En un país altamente politizado como la República Dominicana resulta un imperativo de cara a la legitimidad que los organismos encargados de investigar y perseguir los actos violatorios a la ley, principalmente desde la administración pública, se alejen los más posible del poder político, de tal manera que a la hora de encausar determinado proceso ni por asomo se piense que el elemento político partidista opera tras la sombra.
En nuestro caso no podríamos decir que ese escenario se da en nuestro país, pues la prudencia nos impide hacer tal aseveración; sin embargo, lo que sí podemos decir y decimos es que si a la hora de designar a quien va a dirigir el órgano que tiene a su cargo la política criminal del Estado, como lo es el Ministerio Público, es entendible que contra quien se abra un proceso tenga al menos la suspicacia de pensar que se podría tratar de persecución política o que aun cuando sepa que no es propiamente su caso podría argumentar en esa dirección y su argumento adquirir visos de probabilidad.
De conformidad con el artículo 7 de la Ley 133-11, orgánica del Ministerio Público, se trata del “órgano responsable de la formulación e implementación de la política del Estado contra la criminalidad, que está dirigida a prevenir, controlar, gestionar y perseguir los hechos punibles”. En ese sentido, cuando esos hechos perseguidos involucran directa o indirectamente a funcionarios públicos y sobre todo a exfuncionarios públicos, es entendible que si la designación de quien encabeza ese órgano investigador y persecutor recae en el presidente de la República, símbolo del poder político, podría dar cabida a especulaciones innecesarias y evitables.
Es que no por casualidad está consignado dentro del catálogo de principios que rigen dicho órgano el de apoliticidad, disponiéndose en el artículo 25 de la referida ley que “el Ministerio Público ejerce sus funciones sin consideraciones de índole político partidista”, y siendo concebido como tal en términos conceptuales resulta un tanto contradictorio que se establezca en el artículo 171 de la Constitución que su designación corresponde al presidente de la República, y no sólo del titular, sino que además le corresponde nombrar a la mitad de los procuradores adjuntos con que contará el titular de la Procuraduría General de la República.
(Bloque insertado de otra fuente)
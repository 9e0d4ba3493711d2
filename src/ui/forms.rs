use anyhow::{anyhow, Context, Result};
use ratatui::style::{Color, Style};
use ratatui::text::{Line, Span};

use crate::models::Student;

/// Internal representation of the "add student" form fields.
#[derive(Default, Clone)]
pub(crate) struct StudentForm {
    pub(crate) name: String,
    pub(crate) grade: String,
    pub(crate) active: StudentField,
    pub(crate) error: Option<String>,
}

/// Fields available within the student form.
#[derive(Copy, Clone, PartialEq, Eq, Default)]
pub(crate) enum StudentField {
    #[default]
    Name,
    Grade,
}

impl StudentForm {
    /// Swap focus between the name and grade fields.
    pub(crate) fn toggle_field(&mut self) {
        self.active = match self.active {
            StudentField::Name => StudentField::Grade,
            StudentField::Grade => StudentField::Name,
        };
    }

    /// Append a character to the active field, validating allowed input.
    pub(crate) fn push_char(&mut self, ch: char) -> bool {
        match self.active {
            StudentField::Name => {
                if !ch.is_control() {
                    self.name.push(ch);
                    true
                } else {
                    false
                }
            }
            StudentField::Grade => {
                if ch.is_ascii_digit() || ch == '.' {
                    self.grade.push(ch);
                    true
                } else {
                    false
                }
            }
        }
    }

    /// Remove the last character from the active field.
    pub(crate) fn backspace(&mut self) {
        match self.active {
            StudentField::Name => {
                self.name.pop();
            }
            StudentField::Grade => {
                self.grade.pop();
            }
        }
    }

    /// Validate the inputs and return typed values ready for the store.
    /// The range check lives here, at the front-end boundary, because the
    /// store itself accepts any grade.
    pub(crate) fn parse_inputs(&self) -> Result<(String, f64)> {
        let name = self.name.trim();
        if name.is_empty() {
            return Err(anyhow!("Name cannot be empty."));
        }
        let grade_raw = self.grade.trim();
        if grade_raw.is_empty() {
            return Err(anyhow!("Grade is required."));
        }
        let grade: f64 = grade_raw
            .parse()
            .context("Grade must be a number.")?;
        if !(0.0..=100.0).contains(&grade) {
            return Err(anyhow!("Grade must be between 0 and 100."));
        }
        Ok((name.to_string(), grade))
    }

    /// Render a single line for the form widget.
    pub(crate) fn build_line(&self, field_name: &str, field: StudentField) -> Line<'static> {
        let (value, is_active) = match field {
            StudentField::Name => (&self.name, self.active == StudentField::Name),
            StudentField::Grade => (&self.grade, self.active == StudentField::Grade),
        };

        let display = if value.is_empty() {
            "<required>".to_string()
        } else {
            value.clone()
        };

        let style = if is_active {
            Style::default().fg(Color::Yellow)
        } else if value.is_empty() {
            Style::default().fg(Color::DarkGray)
        } else {
            Style::default()
        };

        Line::from(vec![
            Span::raw(format!("{field_name}: ")),
            Span::styled(display, style),
        ])
    }

    /// Return the character count for the requested field.
    pub(crate) fn value_len(&self, field: StudentField) -> usize {
        match field {
            StudentField::Name => self.name.chars().count(),
            StudentField::Grade => self.grade.chars().count(),
        }
    }
}

/// State for confirming the removal of a single student.
#[derive(Clone)]
pub(crate) struct ConfirmRemove {
    pub(crate) student: Student,
}

impl ConfirmRemove {
    pub(crate) fn from(student: Student) -> Self {
        Self { student }
    }
}

#[cfg(test)]
mod tests {
    use super::*;

    #[test]
    fn parse_inputs_rejects_empty_name() {
        let mut form = StudentForm::default();
        form.grade = "90".to_string();
        assert!(form.parse_inputs().is_err());
    }

    #[test]
    fn parse_inputs_rejects_out_of_range_grade() {
        let mut form = StudentForm {
            name: "Jane".to_string(),
            grade: "101".to_string(),
            ..StudentForm::default()
        };
        assert!(form.parse_inputs().is_err());
        form.grade = "100".to_string();
        let (name, grade) = form.parse_inputs().unwrap();
        assert_eq!(name, "Jane");
        assert!((grade - 100.0).abs() < 1e-9);
    }

    #[test]
    fn grade_field_only_accepts_numeric_input() {
        let mut form = StudentForm::default();
        form.toggle_field();
        assert!(form.push_char('9'));
        assert!(form.push_char('.'));
        assert!(form.push_char('5'));
        assert!(!form.push_char('x'));
        assert_eq!(form.grade, "9.5");
    }
}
Somos de criterio de que esa designación debe desaparecer de las atribuciones propias del presidente de la República, independientemente de quien sea el titular en determinado momento, de tal manera que sea un órgano colegiado “ajeno” o al menos no controlado totalmente por el poder político, sobre el que recaiga esa gran responsabilidad, lo que se traduciría en mayor legitimidad en sus actuaciones y abonaría en la configuración de otro de sus principios rectores, como es el de objetividad, tal y como lo pauta el artículo 15 de la ley de marras. Obviamente, eso no es posible hacerlo sin antes modificar el texto constitucional.
El autor es juez titular de la Segunda Sala del Tribunal de Ejecución de la Pena del Departamento Judicial de San Cristóbal, con sede en el Distrito Judicial de Peravia.